Now I don’t about you, but in hindsight, to me this feels like an elegant idea that sounds so trivial. This is partly inspired from a few research papers I came across and also inputs from my professor and mentors.

[source - Image from Author]
So having established the idea, let us see the ways in which we can attain the aforesaid goals. Now interpolating and taking snapshots can only happen once we have rendered the model as a gausian splat. And for the rendering part, we have NerfStudio, and using the python API we can even automate the process headless.

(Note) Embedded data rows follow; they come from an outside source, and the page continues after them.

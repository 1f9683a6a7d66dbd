/// AST (Abstract Syntax Tree) module
/// Contains all definitions related to the AST structure
///
/// Submodules:
/// - ast: The closed `Expr` enum and its dispatch
/// - expressions: Operator, literal, grouping, assignment and call nodes
/// - statements: Declaration and control-flow nodes
/// - types: Type annotations
/// - visitor: The visitor contract and the S-expression printer
pub mod ast;
pub mod expressions;
pub mod statements;
pub mod types;
pub mod visitor;

#[cfg(test)]
mod tests;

We can interpolate from the existing camera positions and then rasterize the splats to obtain the snapshot, so that we end up with additional camera positions and their corresponding novel views, which can be used downstream for training. But there’s a catch, these images that we have obtained have artifacts so we need to find a way of fixing that.
Controlled Diffusion
I am pretty sure you must have experimented with Ghibli art style when the trend was hot, but no we aren’t gonna talk about it today. We are gonna take up it’s predecessor - Stable Diffusion. Diffusion is capable of generating realistic images just from noise, essentially it learns that mapping of being able to “diffuse” noise in just the right amounts to end up with an image. But then if you have ever used any of those awesome demos online, you would have noticed that “A happy Koala made out of Blueberry Cake” doesn’t always yield the same image, there are variations to every generation, unless ofcourse we make the models deterministic by fixing the random samplers and the seed.
And by now you must have guessed it, that if we plan to use a diffusion model to “fix” the artifacts or say “diffuse” them away predictively from our novel views, we will need some way of controlling the process. That is where another one of Deep Learning models come in - ControlNets!
ControlNets essentially aim at more informed or controlled image generation from diffusion models. Imagine your cat posed really beautifully the other day, and now you’re craving some more of the same 🐈. And ofcourse the mean creatures that they are, your cat is refusing to recreate the master-piece, add to that the utter difficulty it has been to explain the pose to a generative model. That’s where ControlNets come in handy, you can pass the image of your cat along with some other variants of it like Canny Edge, Depth etc. and then “condition” your model to then generate a cat in that particular pose.

This miraculously allows us to condition diffusion models to “fix” the image containing artifacts by passing the nearest ground truth image, their depth maps(denoting the distance from the camera), the confidence map(what is the confidence score of each gaussian in the captured snapshot) along with the view that we need to fix, and viola, the model should fix this, and even though right now we are still working on this, I am super excited about this line of research, because just being able to spin models without even rendering them and them fixing those “broken” views via “controlled” generation just blows my mind, what about you?